Hampton council passes 2020 budget with no tax increase
Friday, December 20, 2019 | 12:01 AM
The 2020 budget for the Township of Hampton was passed 5-0 at the council’s voting meeting on Dec. 18, with no increase in taxes.
Township Municipal Manager Christopher Lochner presented the budget at the Dec. 4 meeting as his position calls to do every year at this time. This will begin at the start of the new year.
The general fund summary reflects a 2020 total available revenue at $15,462,204 and general fund 2020 total projected expenditures of $14,799,764, with an estimated balance forward from 2019 of $622,440.
“This is a totally balanced budget,” said Lochner.
The report offered a detailed break down of the expenses for the township, which shows that general government takes the largest chunk of projected expenditures at $3,461,515. This category pays for legislative services, administration, finance office, tax collection, legal and professional service, information technology, and employee benefits to name a few.
Community services category has the next largest projected expenditures of more than $3.99 million. This pays for public works items, including street/bridge maintenance, snow and ice control, vehicle and equipment maintenance and a variety of recreation programs, pool operations, special events programs, community center needs and more.
Public safety is the next biggest cost of more than $2.95 million. This category funds police protection, community relations, traffic safety investigations and the intergovernmental coop which includes the Shaler Hampton Emergency Medical Services.
Following public safety in expenses is water pollution control coming in at $2.029 million. This includes environmental services and administration and operations.
Debt services is projected to have expenditures at $1.794 million.
Community Development concerns planning and community development and code enforcement at $455,251 for 2020. Transfers and other miscellaneous costs total to $117,000.
The total 2020 projected expenditures is $14,799,764 but there’s an estimated balance forward of $622,440.
Previously, storm sewer maintenance was under community services but township council voted to create its own separate budgeting category. The storm water management and pollution control fee will be implemented for next year in response to the required state’s municipal separate storm sewer systems program, which includes managing storm water, water quality, and pollutant reduction.
Both the expenditures and revenues even out at $961,000 each for the new stormwater management fund.
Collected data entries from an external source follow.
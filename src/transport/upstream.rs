use std::time::Duration;

use anyhow::{Context, Result};
use futures_util::StreamExt;
use reqwest::header::{ACCEPT, CONTENT_TYPE};
use reqwest::{Client, RequestBuilder, Response};
use serde::Serialize;
use tracing::{debug, warn};

use crate::security::audit_log::AuditLogger;
use crate::transport::stream::rechunk;
use crate::transport::{
    ensure_method_allowed, ForwardRequest, ProxyError, StreamedResponse, DEFAULT_CONTENT_TYPE,
};

const CONNECT_TIMEOUT: Duration = Duration::from_secs(10);
const PROBE_TIMEOUT: Duration = Duration::from_secs(5);

/// Upper bound on how much of a non-success upstream body is kept.
pub const MAX_ERROR_BODY_BYTES: usize = 64 * 1024;

/// Read at most `limit` bytes of `response`'s body. Anything past the limit
/// is dropped along with the connection; a failed read is an error, never an
/// empty body.
pub(crate) async fn read_body_capped(response: Response, limit: usize) -> Result<String, ProxyError> {
    let mut body = Vec::new();
    let mut stream = response.bytes_stream();
    while let Some(chunk) = stream.next().await {
        let chunk = chunk.map_err(|e| {
            ProxyError::StreamInterrupted(format!("upstream body ended early: {e}"))
        })?;
        let room = limit - body.len();
        if chunk.len() > room {
            body.extend_from_slice(&chunk[..room]);
            warn!(limit, "upstream error body truncated");
            break;
        }
        body.extend_from_slice(&chunk);
    }
    Ok(String::from_utf8_lossy(&body).into_owned())
}

/// Result of a best-effort connectivity check against the upstream.
#[derive(Debug, Clone, Copy, PartialEq, Eq, Serialize)]
pub enum UpstreamStatus {
    #[serde(rename = "running")]
    Running,
    #[serde(rename = "not running")]
    NotRunning,
    #[serde(rename = "not reachable")]
    NotReachable,
}

/// Forwards captured requests to one upstream base URL and streams the
/// answer back.
#[derive(Debug, Clone)]
pub struct Forwarder {
    client: Client,
    base_url: String,
    chunk_size: usize,
    response_deadline: Option<Duration>,
    audit: AuditLogger,
}

impl Forwarder {
    /// `response_deadline` bounds the wait for upstream response headers;
    /// the body stream itself is never timed out.
    pub fn new(base_url: &str, chunk_size: usize, response_deadline: Option<Duration>) -> Result<Self> {
        let client = Client::builder()
            .connect_timeout(CONNECT_TIMEOUT)
            .build()
            .context("building upstream HTTP client")?;

        Ok(Self {
            client,
            base_url: base_url.strip_suffix('/').unwrap_or(base_url).to_string(),
            chunk_size,
            response_deadline,
            audit: AuditLogger::new(),
        })
    }

    /// `<base>/<path>[?query]`. The subpath is not normalised; upstream is
    /// responsible for rejecting traversal.
    pub fn upstream_url(&self, path: &str, query: Option<&str>) -> String {
        let mut url = format!("{}/{}", self.base_url, path);
        if let Some(q) = query.filter(|q| !q.is_empty()) {
            url.push('?');
            url.push_str(q);
        }
        url
    }

    /// Send `request` upstream, optionally as a bearer-token client, and hand
    /// back the response body as a stream.
    pub async fn forward(
        &self,
        request: ForwardRequest,
        bearer: Option<&str>,
    ) -> Result<StreamedResponse, ProxyError> {
        ensure_method_allowed(&request.method)?;
        let url = self.upstream_url(&request.path, request.query.as_deref());

        let content_type = request
            .headers
            .get(CONTENT_TYPE)
            .and_then(|v| v.to_str().ok())
            .unwrap_or(DEFAULT_CONTENT_TYPE)
            .to_string();

        let mut builder = self
            .client
            .request(request.method.clone(), &url)
            .header(CONTENT_TYPE, content_type)
            .body(request.body);
        if let Some(accept) = request.headers.get(ACCEPT) {
            builder = builder.header(ACCEPT, accept.clone());
        }
        if let Some(token) = bearer {
            builder = builder.bearer_auth(token);
        }

        debug!(method = %request.method, url = %url, "forwarding request upstream");
        let response = self.dispatch(builder, &url).await?;

        let status = response.status();
        if !status.is_success() {
            warn!(url = %url, status = status.as_u16(), "upstream returned error status");
            let body = read_body_capped(response, MAX_ERROR_BODY_BYTES).await?;
            return Err(ProxyError::UpstreamError {
                status: status.as_u16(),
                body,
            });
        }

        let content_type = response
            .headers()
            .get(CONTENT_TYPE)
            .and_then(|v| v.to_str().ok())
            .unwrap_or(DEFAULT_CONTENT_TYPE)
            .to_string();
        debug!(url = %url, status = status.as_u16(), content_type = %content_type, "streaming upstream response");

        Ok(StreamedResponse {
            status,
            content_type,
            body: rechunk(response.bytes_stream(), self.chunk_size).boxed(),
        })
    }

    async fn dispatch(&self, builder: RequestBuilder, url: &str) -> Result<Response, ProxyError> {
        let sent = match self.response_deadline {
            Some(deadline) => match tokio::time::timeout(deadline, builder.send()).await {
                Ok(result) => result,
                Err(_) => {
                    let msg = format!("no response within {}s", deadline.as_secs());
                    self.audit.upstream_failure(url, &msg);
                    return Err(ProxyError::UpstreamUnreachable(msg));
                }
            },
            None => builder.send().await,
        };

        sent.map_err(|e| {
            self.audit.upstream_failure(url, &e.to_string());
            ProxyError::UpstreamUnreachable(e.to_string())
        })
    }

    /// GET the upstream root and classify the outcome.
    pub async fn probe(&self) -> UpstreamStatus {
        let url = format!("{}/", self.base_url);
        match self.client.get(&url).timeout(PROBE_TIMEOUT).send().await {
            Ok(resp) if resp.status().is_success() => UpstreamStatus::Running,
            Ok(resp) => {
                debug!(status = resp.status().as_u16(), "upstream probe returned non-success");
                UpstreamStatus::NotRunning
            }
            Err(e) => {
                debug!(error = %e, "upstream probe failed");
                UpstreamStatus::NotReachable
            }
        }
    }
}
This will be dedicated toward maintenance management, maintenance and pollution control of stormwater, and related items needed to be in compliance with the state requirements.
The township’s revenue, projected at $15,438,104, is funded from a variety of items, with a bulk coming from real estate taxes at $3.27 million; and earned income tax at more than $4 million, among other items.
Revenues that come from nontaxables items include interest, royalties and rentals; fines and related costs; licenses, permits and fees; recreation and community center revenues; and more.
There will be a refund for a group of people who overpaid Hampton in their earned income tax. Uber, a transportation company, made an error at the amount it set to withdraw from Uber employees’ earned income tax. The result was an overpayment to Hampton, according to Jerry Speakman, controller for Hampton Township.
Speakman said he thought the township would have to refund more than $200,000, but it will be closer to $100,000-plus.
Speakman also noted that the township’s emergency fund was hit hard by the July flooding, in particular damage done to Crestview Drive. He suggested to council that an estimated $46,000 carryover from this year’s general fund operating budget be placed in the township’s emergency fund for next year.
Also, the 2020 Capital Improvements Fund budget lists total expenditures of $2,355,500, and revenue of $313,000. The revenue is supplemented by transfers from other funds, but a short fall of $135,500 is still projected. Lochner said council may have to make decisions along the way of various projects they may have to hold off on.